Awk/Sed/Perl - If two consecutive columns match two paterns, make a new row

时间:2015-11-12 11:10:44

标签: linux perl if-statement awk sed

I have made a bash script that has been working until today. For some reason, maybe a bug in an update, there is a blank line in the beginning of the data that will not disappear with... sed '/^$/d'. Yet, "tail -n +2" does make it disappear and the script works again. Since the problem has only happened once, I am hesitant to add the tail line to my code because it could erase data if the error doesn't happen again. In short, I am looking for a sanity check.

I can not find anything on the web that has an example of validating the last 2 columns of data as a condition for the start of the next row.

I am posting the problem here, edited and hopefully more clear, as I am not looking for a solution that counts columns and rows, but a solution that will validate the last two columns as being in the format of "$1.00 $44,89987".

That is, the second to last row($NF-1) is in the format of currency with a dollar sign and a decimal, and the last column($NF) is in the format of currency with a dollar sign, no decimal, and sometimes a comma.

The solutions posted before THIS EDIT, DO WORK with the example that was given. Some of the solutions work off the number of four columns as a condition and the assumption that the data is formated correctly from the beginning(without a blank line in the beginning as I pointed out in the first paragraph).

In my script, I have broken up each column as a separate row, and then recombined every 4 rows into one. Similar to some of the below solutions. I do apologize for my lack of communication before this edit, and do appreciate the solutions of those who have posted them.

My original code is a long one liner, with many pipes, that formats a file that has chunks of data in rows (no columns in the start) into the desired format. (It uses a stored bash variable for yesterdays date):

cat BiggestPayouts |perl -lape 's/\s+//sg'|sed 's/"//g'|sed '/^$/d'|awk 'length>2'|awk 'NR%4{printf $0" ";next;}1'|awk -v yest=$yest '{print yest"@"$1"@"$2"@"$3"@"$4}' >> BigPayouts.csv

However, I'm looking for an if-statement to validate the last two columns of data as the condition for the next row, as mentioned.

Perhaps, if someone can point out how to use (awk/sed/perl/regex) into looking for "any two consecutive columns" that are in the format of the currency I described above(dollar sign w/decimal & dollar sign,comma, w/o decimal), I can put all the data into one row and then have the code break the row into new rows every time the condition is found.

Something like:

James Invest $1.00 $26,443 Charles Spent $0.20 $18,119 Sam Expense $0.50 $16,049 James Shared $0.50 $6,373  Charles Gave $1.00 $6,235 Sam Burned $1.00 $5,585     

The outcome should have the last two columns as currency and then a new row. As such...

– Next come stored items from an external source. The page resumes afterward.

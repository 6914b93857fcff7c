//! sea-orm entity для таблиц VPS-дашборда.

pub mod exchange_rates;
pub mod folders;
pub mod payments;
pub mod server_metrics;
pub mod servers;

James Invest $1.00 $26,443 
Charles Spent $0.20 $18,119 
Sam Expense $0.50 $16,049 
James Shared $0.50 $6,373 
Charles Gave $1.00 $6,235 
Sam Burned $1.00 $5,585 

4 个答案:

答案 0 :(得分:3)

It's disgraceful thinking if your first idea is to go straight to asking for help rather than trying to solve a problem yourself. It's also a shame that the contributors on Stack Overflow are encouraged by the offer of experience points to solve your problem for you rather than to help you to find your own solution. However, since there are already several solutions here, I may as well add my own

This program creates a regex pattern $amt that matches a money value, and replaces with a newline any whitespace after two occurrences of an amount and before a non-amount

use strict;
use warnings 'all';
use v5.10;

my $data = do {
    local $/;
    <DATA>;
};

my $amt = qr/\$[\d.,]+/;

$data =~ s/\s+/ /g;
$data =~ s/ $amt \s+ $amt \K \s+ (?= [^\$\s] ) /\n/gx;

say $data;

__DATA__
James Invest $1.00
$26,443 Charles Spent $0.20
$18,119 Sam Expense $0.50
$16,049 James Shared $0.50 $6,373
Charles Gave $1.00
$6,235 Sam Burned $1.00
$5,585

output

James Invest $1.00 $26,443
Charles Spent $0.20 $18,119
Sam Expense $0.50 $16,049
James Shared $0.50 $6,373
Charles Gave $1.00 $6,235
Sam Burned $1.00 $5,585 

Update

Alternatively, if it is just a matter of printing the values four fields at a time, then the solution is much simpler

use strict;
use warnings 'all';
use v5.10;

my @data;
while ( <DATA> ) {
    push @data, split;
    while ( @data >= 4 ) {
        my @row = splice @data, 0, 4;
        print "@row\n";
    }
}

print "@data\n" if @data;

__DATA__
James Invest $1.00
$26,443 Charles Spent $0.20
$18,119 Sam Expense $0.50
$16,049 James Shared $0.50 $6,373
Charles Gave $1.00
$6,235 Sam Burned $1.00
$5,585

The output is identical to that of my original solution

答案 1 :(得分:2)

awk -vRS= '{for(i=1;i<=NF;i++)if(i%4){printf $i" "}else{print $i}}' file

答案 2 :(得分:2)

Perl solution:

perl -lane 'chomp;
            push @B, @F;
            print join " ", splice @B, 0, 4 while @B > 3
           ' input_file
  • chomp removes the trailing newline.
  • the array @B is used as a buffer.
  • -a splits the input on whitespace into the @F array
  • -l adds a newline to print

答案 3 :(得分:1)

Another awk solution, print "\n" each four records

awk -vRS="[ \n]+" '
    NR%4!=1{printf OFS}
    {printf "%s",$0;}
    NR%4==0{printf "\n"}' file

you get,

James Invest $1.00 $26,443
Charles Spent $0.20 $18,119
Sam Expense $0.50 $16,049
James Shared $0.50 $6,373
Charles Gave $1.00 $6,235
Sam Burned $1.00 $5,585